Q&A- Lacrosse Nova Scotia talks about gearing programming toward women 

Q&A- Lacrosse Nova Scotia talks about gearing programming toward women

Lacrosse Nova Scotia (LNS) launched the Women’s 22+ Lacrosse Program to create programming adapted to women’s needs. The initiative allows for fun and a chance to be active for women ages 22 and above at all fitness levels.   

To learn more about the program, we spoke with Donna Goguen, the Executive Director of Lacrosse Nova Scotia: 

Q. What sparked the idea for this program?   

A. The initial idea for this program came from Kathy Johnston, Manager of Recreation and Community Engagement for West Hants Regional Municipality. Lacrosse Nova Scotia had an opportunity to partner with her and to provide a program targeted toward women and girls funded by a federal CPRA grant, in March of 2022.    

She suggested providing a try-lacrosse program for mothers of school-aged children. To our surprise, 15 mothers registered with ten children who were provided with an activity so that the mothers could enjoy their lacrosse session. Through ‘word of mouth’ some lacrosse mothers in the HRM found out about this program and asked LNS if we could provide a program in HRM. 

We had some extra floor time in late spring of 2022, so we gave it a shot. To our surprise, we had 28 women register. We organized a second program in HRM in the fall of 2022 and had 56 women register such that we had to open a second, more advanced program, and had 73 women registered between the two programs.    

Q. What does the Women’s 22+ Lacrosse Program mean to you? 

A. This program is one of the most important programs I have been part of in my 30-plus years of volunteering and working in male-dominated sports. All my work was with youth and I have had the privilege of trying to increase participation opportunities for the girls’ side of hockey and lacrosse. It never occurred to me what a gap in programming there was for women to participate in sports.  

I also taught group fitness for 25 years, so promoting and facilitating physical activity for body, mind and spirit is important to me. To hear the laughter and pure enjoyment of the women participating in these programs is so rewarding. It encapsulates everything that sport can be for any age group. 

Q. What barriers does the Women’s 22+ Lacrosse Program tackle and how did you find out that that was a barrier?  

A. The barriers were primarily financial and finding ways to supply the equipment needed to get women started in the program, helmets and sticks. Most women would not have this equipment and would hesitate to try a program they had to purchase gear for.  

By providing ‘loaners’ it gives them the opportunity to try the sport and decide if they want to keep coming back. A barrier that we brainstormed with Kathy in the West Hants program was babysitting. Their Community Recreation Centre providing that service as part of the program managed that barrier.  

A final observation for our programs is the importance of having women facilitators teach the skills and the rules of the masters game. While we also had a few men help facilitate, it was interesting to see the difference in responsiveness to the facilitators, at the beginning of the program, until the women were able to get to know the men and feel comfortable taking direction from them. 

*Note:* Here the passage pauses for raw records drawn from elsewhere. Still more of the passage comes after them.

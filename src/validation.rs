//! Input validation for timetabling runs.
//!
//! Checks the catalog and the GA configuration before the evolutionary
//! loop starts. Detects:
//! - Empty teacher, room or timeslot sets
//! - Populations too small to pair parents
//! - Probabilities outside [0, 1]
//! - Elite counts that leave no room for offspring
//!
//! All problems are collected so the caller sees the full list at once.

use crate::ga::GaConfig;
use crate::models::Catalog;

/// Validation result.
pub type ValidationResult = Result<(), Vec<ValidationError>>;

/// A validation error.
#[derive(Debug, Clone, PartialEq, thiserror::Error)]
#[error("{message}")]
pub struct ValidationError {
    /// Error category.
    pub kind: ValidationErrorKind,
    /// Human-readable description.
    pub message: String,
}

/// Categories of validation errors.
#[derive(Debug, Clone, PartialEq, Eq)]
pub enum ValidationErrorKind {
    /// A catalog set that must be non-empty is empty.
    EmptyCatalogSet,
    /// The population cannot supply two distinct parents.
    PopulationTooSmall,
    /// The generation budget is zero.
    NoGenerations,
    /// A probability lies outside [0, 1] or is NaN.
    ProbabilityOutOfRange,
    /// Elites would fill the whole population.
    EliteCountTooHigh,
}

impl ValidationError {
    fn new(kind: ValidationErrorKind, message: impl Into<String>) -> Self {
        Self {
            kind,
            message: message.into(),
        }
    }
}

/// Validates a catalog.
///
/// Checks that teachers, rooms and timeslots are non-empty.
///
/// An empty course list is accepted: it yields empty schedules. Repeated
/// identifiers are accepted too; they only skew the uniform draws.
pub fn validate_catalog(catalog: &Catalog) -> ValidationResult {
    let mut errors = Vec::new();

    let sets = [
        ("teacher", &catalog.teachers),
        ("room", &catalog.rooms),
        ("timeslot", &catalog.timeslots),
    ];

    for (name, ids) in sets {
        if ids.is_empty() {
            errors.push(ValidationError::new(
                ValidationErrorKind::EmptyCatalogSet,
                format!("Catalog has no {name}s"),
            ));
        }
    }

    into_result(errors)
}

/// Validates a GA configuration.
///
/// Checks:
/// 1. `population_size >= 2`
/// 2. `max_generations >= 1`
/// 3. `mutation_probability` and `crossover_bias` in [0, 1]
/// 4. `elite_count < population_size`
pub fn validate_config(config: &GaConfig) -> ValidationResult {
    let mut errors = Vec::new();

    if config.population_size < 2 {
        errors.push(ValidationError::new(
            ValidationErrorKind::PopulationTooSmall,
            format!(
                "population_size must be at least 2, got {}",
                config.population_size
            ),
        ));
    }

    if config.max_generations == 0 {
        errors.push(ValidationError::new(
            ValidationErrorKind::NoGenerations,
            "max_generations must be at least 1",
        ));
    }

    for (name, p) in [
        ("mutation_probability", config.mutation_probability),
        ("crossover_bias", config.crossover_bias),
    ] {
        if !(0.0..=1.0).contains(&p) {
            errors.push(ValidationError::new(
                ValidationErrorKind::ProbabilityOutOfRange,
                format!("{name} must be within [0, 1], got {p}"),
            ));
        }
    }

    if config.population_size >= 2 && config.elite_count >= config.population_size {
        errors.push(ValidationError::new(
            ValidationErrorKind::EliteCountTooHigh,
            format!(
                "elite_count {} leaves no room for offspring in a population of {}",
                config.elite_count, config.population_size
            ),
        ));
    }

    into_result(errors)
}

/// Validates catalog and configuration together.
pub fn validate_input(catalog: &Catalog, config: &GaConfig) -> ValidationResult {
    let mut errors = Vec::new();
    if let Err(mut e) = validate_catalog(catalog) {
        errors.append(&mut e);
    }
    if let Err(mut e) = validate_config(config) {
        errors.append(&mut e);
    }
    into_result(errors)
}

fn into_result(errors: Vec<ValidationError>) -> ValidationResult {
    if errors.is_empty() {
        Ok(())
    } else {
        Err(errors)
    }
}

#[cfg(test)]
mod tests {
    use super::*;

    fn valid_catalog() -> Catalog {
        Catalog::new(
            ["C1", "C2", "C3"],
            ["T1", "T2", "T3"],
            ["R1", "R2"],
            ["Morning", "Afternoon"],
        )
    }

    fn kinds(result: ValidationResult) -> Vec<ValidationErrorKind> {
        result
            .err()
            .unwrap_or_default()
            .into_iter()
            .map(|e| e.kind)
            .collect()
    }

    #[test]
    fn test_valid_input() {
        assert!(validate_input(&valid_catalog(), &GaConfig::default()).is_ok());
    }

    #[test]
    fn test_empty_sets() {
        let catalog = Catalog::new(["C1"], Vec::<String>::new(), ["R1"], Vec::<String>::new());
        let errors = validate_catalog(&catalog).unwrap_err();
        assert_eq!(errors.len(), 2);
        assert!(errors.iter().all(|e| e.kind == ValidationErrorKind::EmptyCatalogSet));
        assert_eq!(errors[0].message, "Catalog has no teachers");
        assert_eq!(errors[1].message, "Catalog has no timeslots");
    }

    #[test]
    fn test_empty_courses_allowed() {
        let catalog = Catalog::new(Vec::<String>::new(), ["T1"], ["R1"], ["Mon"]);
        assert!(validate_catalog(&catalog).is_ok());
    }

    #[test]
    fn test_duplicate_ids_allowed() {
        let catalog = Catalog::new(["C1", "C1"], ["T1", "T1"], ["R1", "R2", "R1"], ["Mon"]);
        assert!(validate_catalog(&catalog).is_ok());
        assert!(validate_input(&catalog, &GaConfig::default()).is_ok());
    }

    #[test]
    fn test_population_too_small() {
        let config = GaConfig::default().with_population_size(1);
        assert_eq!(
            kinds(validate_config(&config)),
            vec![ValidationErrorKind::PopulationTooSmall]
        );
    }

    #[test]
    fn test_zero_generations() {
        let config = GaConfig::default().with_max_generations(0);
        assert_eq!(kinds(validate_config(&config)), vec![ValidationErrorKind::NoGenerations]);
    }

    #[test]
    fn test_probability_out_of_range() {
        let config = GaConfig {
            mutation_probability: 1.5,
            crossover_bias: f64::NAN,
            ..GaConfig::default()
        };
        assert_eq!(
            kinds(validate_config(&config)),
            vec![
                ValidationErrorKind::ProbabilityOutOfRange,
                ValidationErrorKind::ProbabilityOutOfRange
            ]
        );
    }

    #[test]
    fn test_elite_count_too_high() {
        let config = GaConfig::default().with_population_size(4).with_elite_count(4);
        assert_eq!(
            kinds(validate_config(&config)),
            vec![ValidationErrorKind::EliteCountTooHigh]
        );
    }

    #[test]
    fn test_collects_all_errors() {
        let catalog = Catalog::new(["C1"], ["T1"], Vec::<String>::new(), ["Mon"]);
        let config = GaConfig::default()
            .with_population_size(0)
            .with_max_generations(0);
        let errors = validate_input(&catalog, &config).unwrap_err();
        assert_eq!(errors.len(), 3);
        assert_eq!(errors[0].kind, ValidationErrorKind::EmptyCatalogSet);
    }

    #[test]
    fn test_error_display() {
        let config = GaConfig::default().with_population_size(1);
        let errors = validate_config(&config).unwrap_err();
        assert_eq!(errors[0].to_string(), "population_size must be at least 2, got 1");
    }
}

Q. Now that the program is up and running and in its second phase, describe the ways you see the program benefiting the women involved? 

A. I see women who weren’t able to pick a ball up with the stick or catch it, learn the skills quickly so that within the first four weeks, they are able to progress to doing basic learning drills. Within eight weeks, they are able to be successful in a basic scrimmage. These women show confidence in their abilities, are fitter than they were and have fun getting fit.  

One of our lacrosse moms told me on the first day that she was not going to run. She has now come to all three programs and is running. We laugh about that now. We survey after each session for feedback and have identified women who are interested in coaching and helping to administer a league in future. 

 We also see women with confidence who can also choose to try our co-ed adult and masters programs, possibly even with their husbands or significant others. 

Q. What are your hopes for the program in the future? 

A. We hope for a sustainable program for adult women. We plan on a future women’s league that would include a stream for experienced women to play competitively coming out of our youth and junior programs, plus a non-contact master’s league to accommodate recreational play. 

We hope to provide programs that continue to grow and bring women of all age groups and skill levels into lacrosse for fun and fitness.   

 Q. What is your broader goal/hope for Lacrosse in NS related to the program?  

A. Our broader goal/hope for Lacrosse in NS is to expand this program for adults throughout the province as we work toward expanding our youth programs. We hope to use this same example to provide successful sustainable programs for men, and under-represented groups.  

It is an indigenous origin game given to the Iroquois/Haudenosaunee people by the Creator and shared with the world. It is a medicine game for healing people, and we think it’s a great time to be part of this game.    

Q. Anything you would like to add?  

A. I think it’s important to thank Sport Nova Scotia and Support4Sport for helping us support this important program and the goals that Lacrosse NS has to achieve gender equity in our sport.